OSLO: It is just a matter of time before the government of Syrian President Bashar al-Assad falls because its use of massive force is mobilizing insurgents, General Robert Mood, the former head of the U.N. monitoring mission in Syria, said on Friday.
Mood left Syria after his 90-day mission expired – the mandate was renewed on July 20 for 30 days – and has been replaced by Lieutenant General Babacar Gaye, who has already taken up his post in Damascus.
“In my opinion it is only a matter of time before a regime that is using such heavy military power and disproportional violence against the civilian population is going to fall,” the Norwegian general, who left Damascus on Jul 19, told Reuters.
“Every time there are 15 people killed in a village, 500 additional sympathizers are mobilized, roughly 100 of whom are fighters,” Mood said.
However, the authoritarian Syrian leader is probably secure in the short term because he has the military capability to hold off the rebels and his eventual fall could be months or even years away, Mood said.
“In the short term it may very well be possible for him to (hold on), because the military capabilities of the Syrian army are much much stronger than those of the opposition,” Mood said.
“The minute you see larger military formations leaving the ranks of the government to join the opposition, then that is when it starts accelerating … This could last for months or even years,” he said.
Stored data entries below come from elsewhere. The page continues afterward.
use once_cell::sync::Lazy;
use regex::Regex;

/// A publication year token between 1500 and 2099, with an optional
/// disambiguation suffix ("2020a").
pub(crate) const YEAR: &str = r"(?:1[5-9]|20)\d{2}";

static ANY_YEAR_RE: Lazy<Regex> =
    Lazy::new(|| Regex::new(&format!(r"\b({YEAR})[a-z]?\b")).unwrap());

/// Strip trailing punctuation and unbalanced closing brackets from a DOI.
fn clean_doi(doi: &str) -> String {
    let mut doi = doi.trim_end_matches(['.', ',', ';', ':']);

    for (open, close) in [('(', ')'), ('[', ']'), ('{', '}')] {
        while doi.ends_with(close) && doi.matches(close).count() > doi.matches(open).count() {
            doi = &doi[..doi.len() - 1];
            doi = doi.trim_end_matches(['.', ',', ';', ':']);
        }
    }

    doi.to_string()
}

/// Extract the first DOI from reference text.
///
/// Handles bare DOIs as well as `doi:` and `https://doi.org/` prefixes, since
/// the pattern only anchors on the `10.NNNN/` registrant prefix.
pub fn extract_doi(text: &str) -> Option<String> {
    static DOI_RE: Lazy<Regex> =
        Lazy::new(|| Regex::new(r#"10\.\d{4,9}/[^\s"<>]+"#).unwrap());

    DOI_RE
        .find(text)
        .map(|m| clean_doi(m.as_str()))
        .filter(|d| d.contains('/') && !d.ends_with('/'))
}

/// Whether `text` contains a plausible publication year.
pub fn has_year(text: &str) -> bool {
    ANY_YEAR_RE.is_match(text)
}

/// A located publication year.
#[derive(Debug, Clone, PartialEq, Eq)]
pub struct YearToken {
    /// The four digits, without suffix.
    pub year: String,
    /// Byte offset where the token (including brackets/punctuation) starts.
    pub start: usize,
    /// Byte offset just past the token.
    pub end: usize,
}

/// Locate the publication year of a reference.
///
/// Preference order: a parenthesized year `(2020)`, then a year after a comma
/// and followed by a period `, 2020.`, then any year token.
pub fn extract_year(text: &str) -> Option<YearToken> {
    static PAREN_YEAR_RE: Lazy<Regex> =
        Lazy::new(|| Regex::new(&format!(r"\(({YEAR})[a-z]?\)")).unwrap());
    static COMMA_YEAR_RE: Lazy<Regex> =
        Lazy::new(|| Regex::new(&format!(r",\s*({YEAR})[a-z]?\.")).unwrap());

    [&*PAREN_YEAR_RE, &*COMMA_YEAR_RE, &*ANY_YEAR_RE]
        .into_iter()
        .find_map(|re| {
            let caps = re.captures(text)?;
            let whole = caps.get(0)?;
            Some(YearToken {
                year: caps.get(1)?.as_str().to_string(),
                start: whole.start(),
                end: whole.end(),
            })
        })
}

/// An explicit citation marker at the start of a reference.
#[derive(Debug, Clone, Copy, PartialEq, Eq)]
pub struct Marker {
    pub number: usize,
    /// Byte offset just past the marker and any following whitespace.
    pub end: usize,
}

/// Parse a leading `[n]`, `(n)` or `n.` marker.
pub fn extract_marker(text: &str) -> Option<Marker> {
    static MARKER_RE: Lazy<Regex> = Lazy::new(|| {
        Regex::new(r"^\s*(?:\[(\d{1,3})\]|\((\d{1,3})\)|(\d{1,3})\.(?:\s|$))\s*").unwrap()
    });

    let caps = MARKER_RE.captures(text)?;
    let number = caps
        .get(1)
        .or_else(|| caps.get(2))
        .or_else(|| caps.get(3))?
        .as_str()
        .parse()
        .ok()?;
    Some(Marker {
        number,
        end: caps.get(0)?.end(),
    })
}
A Syrian parliamentarian representing the northern province of Aleppo said on Friday that she had defected to Turkey, becoming the first member of the rubberstamp assembly elected in May and dominated by President Bashar al-Assad’s Baath Party to defect.
“I have crossed to Turkey and defected from this tyrannical regime … because of the repression and savage torture against a nation demanding the minimum of rights,” Ikhlas al-Badawi told Sky News Arabia.
One of the most senior figures to defect from Assad’s inner circle, Brigadier General Manaf Tlas, has put himself forward as someone who could help unify the opposition inside and outside Syria on a plan for a transfer of power.
Russia, one of the few remaining allies of the authoritarian Assad, whose family has run Syria for 42 years, said calls for him to quit power were hindering efforts to end the conflict.
Foreign Minister Sergei Lavrov said such calls, led by the United States, Turkey and other Western and Arab nations, were fanning violence. He reiterated Moscow’s contention that support for Syrian rebel groups was tantamount to backing terrorism.
Germany said Russian and Chinese backing for Syria was a big problem. “For this reason we urge them to recognise that the time of the Assad regime is over,” Foreign Minister Guido Westerwelle told German TV.
The US has said it is stepping up assistance to Syria’s fractured opposition, although it remains limited to non-lethal supplies such as communications gear and medical equipment. It is not clear whether Obama has signed the document, and US officials declined to comment on whether they will offer help or not. (Reuters)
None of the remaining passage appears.